Ideally, this training procedure would allow the models to generate strong binders that are significantly different from those in the fine-tuning set. To compare each model's ability to produce both high-quality and novel compounds, the top 2% of molecules generated by each model were picked by ROCS score and plotted their ROCS scores against their maximum Tanimoto similarity coefficient (also called a Jaccard coefficient of community) to an element of the set used for fine-tuning. The Tanimoto similarity coefficient ranges from fully dissimilar at 0.0 to identical at 1.0, and is a measure of the structural closeness of two molecular graphs. It is computed by representing two molecules with Extended-Connectivity Fingerprints, which are essentially lists of activated bits corresponding to substructures present in each molecule. Here, RDKit's implementation of Morgan fingerprints were used with 2048 bit radius 2, and without chirality.

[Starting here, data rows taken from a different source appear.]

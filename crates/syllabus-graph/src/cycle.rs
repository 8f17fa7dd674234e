//! Cycle reporting.
//!
//! Two views are offered. The conservative member set is what the sort left
//! behind: every topic that could not be reached, cyclic or merely downstream
//! of a cycle. The minimal view lists the strongly connected components that
//! actually contain a cycle.

use std::fmt;

use petgraph::algo::tarjan_scc;
use serde::Serialize;

use syllabus_core::TopicId;

use crate::graph::SubjectGraph;

/// Diagnostic for a subject graph that has no valid study order.
#[derive(Debug, Clone, Default, PartialEq, Eq, Serialize)]
#[serde(rename_all = "camelCase")]
pub struct CycleReport {
    /// Names of every topic left unsorted, by name then id.
    pub member_names: Vec<String>,
    /// Names of the topics on each individual cycle.
    pub minimal_cycles: Vec<Vec<String>>,
}

impl CycleReport {
    /// Build a report from the ids the sort left behind.
    pub fn new(graph: &SubjectGraph, remaining: &[TopicId]) -> Self {
        let member_names = remaining
            .iter()
            .filter_map(|id| graph.find(id))
            .map(|idx| graph.node(idx).name.clone())
            .collect();
        let minimal_cycles = minimal_cycles(graph)
            .into_iter()
            .map(|cycle| {
                cycle
                    .iter()
                    .filter_map(|id| graph.find(id))
                    .map(|idx| graph.node(idx).name.clone())
                    .collect()
            })
            .collect();
        Self {
            member_names,
            minimal_cycles,
        }
    }

    pub fn is_empty(&self) -> bool {
        self.member_names.is_empty()
    }
}

impl fmt::Display for CycleReport {
    fn fmt(&self, f: &mut fmt::Formatter<'_>) -> fmt::Result {
        if self.member_names.is_empty() {
            return write!(f, "No cycles.");
        }
        writeln!(
            f,
            "Topics without a valid position ({}): {}",
            self.member_names.len(),
            self.member_names.join(", ")
        )?;
        for cycle in &self.minimal_cycles {
            writeln!(f, "  cycle among: {}", cycle.join(", "))?;
        }
        Ok(())
    }
}

/// Strongly connected components that contain a cycle: every component with
/// more than one topic, plus single topics that list themselves.
///
/// Topics inside a component are sorted by name then id, and components are
/// sorted by their first topic.
pub fn minimal_cycles(graph: &SubjectGraph) -> Vec<Vec<TopicId>> {
    let inner = graph.inner();
    let mut cycles: Vec<Vec<(&str, TopicId)>> = tarjan_scc(inner)
        .into_iter()
        .filter(|component| match component.as_slice() {
            [single] => inner.contains_edge(*single, *single),
            _ => true,
        })
        .map(|component| {
            let mut keys: Vec<(&str, TopicId)> =
                component.iter().map(|&idx| graph.node(idx).key()).collect();
            keys.sort();
            keys
        })
        .collect();
    cycles.sort();
    cycles
        .into_iter()
        .map(|cycle| cycle.into_iter().map(|(_, id)| id).collect())
        .collect()
}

The results show that GEN3D-ft generated molecules with high ROCS scores across a wide range of Tanimoto similarities to the fine-tuning set. In this particular instance, the highest ROCS scoring molecule generated by GEN3D-ft had a Tanimoto similarity to the fine-tuning set of about 0.4. Molecules generated by GEN3D-ft had significantly higher scores than those generated by GEN3D-gd, even when comparing molecules from each model with comparable similarities to the fine-tuning set. These results are shown in FIG. 7.


These experiments indicate that GEN3D is able to shift its generative distribution into specific regions of chemical and geometric space.


It should be understood that a number of alternatives are within the scope of the following claims. For example, the particular decomposition used and/or the particular forms of machine-learning models may be changed. While maintaining an autoregressive process of incremental addition to a particular molecule, a next increment may be bonded to atoms in a partial molecule and placed with respect to that partial molecule using an integrated approach, such as a combined neural network model. Furthermore, as introduced above, the approach covers addition of groups of multiple atoms in one increment, and these groups may be discovered, or may be precomputed as representing a “library” of increments that can be used in addition or instead of simpler one-atom increments. In some examples, as increments are added, the geometric configuration of the entire partial molecule may be recomputed rather than simply determining geometric information for the newly added increment. In some examples, rather than only adding to a molecule, other “edits” to a partial molecule may be used, for example, removal of previously-added atoms, while maintain the incremental construction of an overall molecule.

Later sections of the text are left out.